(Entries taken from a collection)
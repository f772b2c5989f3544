use std::env;
use std::path::PathBuf;

fn main() {
    println!("cargo:rerun-if-env-changed=ROSETTA_ROOT_HINT");
    println!("cargo:rerun-if-changed=schema/core.schema.json");

    let hint = env::var("ROSETTA_ROOT_HINT")
        .ok()
        .or_else(|| env::var("CARGO_MANIFEST_DIR").ok());

    if let Some(raw_hint) = hint {
        let candidate = PathBuf::from(raw_hint);
        let canonical = candidate.canonicalize().unwrap_or(candidate);

        println!("cargo:rustc-env=ROSETTA_ROOT_HINT={}", canonical.display());
    }
}
//! Typed view of ontology entities.
//!
//! Only `id`, `capabilities`, and `links` mean anything to the engine. Every
//! other field is carried through untouched in `extra` so documents can grow
//! new descriptive fields without a code change.

use serde::{Deserialize, Serialize};
use serde_json::{Map, Value};
use std::collections::BTreeSet;
use std::fmt;

/// Stable identifier of an ontology entity (e.g., `SHAPE.HEX`).
#[derive(Clone, Debug, Eq, PartialEq, Ord, PartialOrd, Hash, Serialize, Deserialize)]
#[serde(transparent)]
pub struct EntityId(pub String);

/// Capability tag an entity carries or a rule guard requires.
#[derive(Clone, Debug, Eq, PartialEq, Ord, PartialOrd, Hash, Serialize, Deserialize)]
#[serde(transparent)]
pub struct Capability(pub String);

impl EntityId {
    pub fn as_str(&self) -> &str {
        &self.0
    }
}

impl Capability {
    pub fn as_str(&self) -> &str {
        &self.0
    }
}

impl fmt::Display for EntityId {
    fn fmt(&self, f: &mut fmt::Formatter<'_>) -> fmt::Result {
        f.write_str(&self.0)
    }
}

impl fmt::Display for Capability {
    fn fmt(&self, f: &mut fmt::Formatter<'_>) -> fmt::Result {
        f.write_str(&self.0)
    }
}

impl From<&str> for EntityId {
    fn from(value: &str) -> Self {
        EntityId(value.to_string())
    }
}

impl From<&str> for Capability {
    fn from(value: &str) -> Self {
        Capability(value.to_string())
    }
}

impl From<String> for Capability {
    fn from(value: String) -> Self {
        Capability(value)
    }
}

#[derive(Clone, Debug, PartialEq, Serialize, Deserialize)]
/// One ontology entity as loaded from a source document.
pub struct Entity {
    pub id: EntityId,
    #[serde(default)]
    pub capabilities: BTreeSet<Capability>,
    #[serde(default)]
    pub links: Vec<Link>,
    /// Descriptive fields the engine never inspects (`label`, `kind`, ...).
    #[serde(flatten)]
    pub extra: Map<String, Value>,
}

#[derive(Clone, Debug, PartialEq, Serialize, Deserialize)]
/// Directed edge from the owning entity to `to`.
pub struct Link {
    pub to: EntityId,
    #[serde(default, skip_serializing_if = "Option::is_none")]
    pub relation: Option<String>,
    #[serde(flatten)]
    pub extra: Map<String, Value>,
}

impl Entity {
    pub fn new(id: impl Into<String>) -> Self {
        Self {
            id: EntityId(id.into()),
            capabilities: BTreeSet::new(),
            links: Vec::new(),
            extra: Map::new(),
        }
    }

    pub fn with_capabilities<I, S>(mut self, caps: I) -> Self
    where
        I: IntoIterator<Item = S>,
        S: Into<String>,
    {
        self.capabilities
            .extend(caps.into_iter().map(|c| Capability(c.into())));
        self
    }

    pub fn with_link(mut self, to: impl Into<String>, relation: Option<&str>) -> Self {
        self.links.push(Link {
            to: EntityId(to.into()),
            relation: relation.map(str::to_string),
            extra: Map::new(),
        });
        self
    }

    pub fn has_capability(&self, cap: &Capability) -> bool {
        self.capabilities.contains(cap)
    }
}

- _WHAT THIS TASK INVOLVES_
Please say how many lines in the records contain the word "BTreeSet", and give only that number.

- _WORKED SOLUTION_
3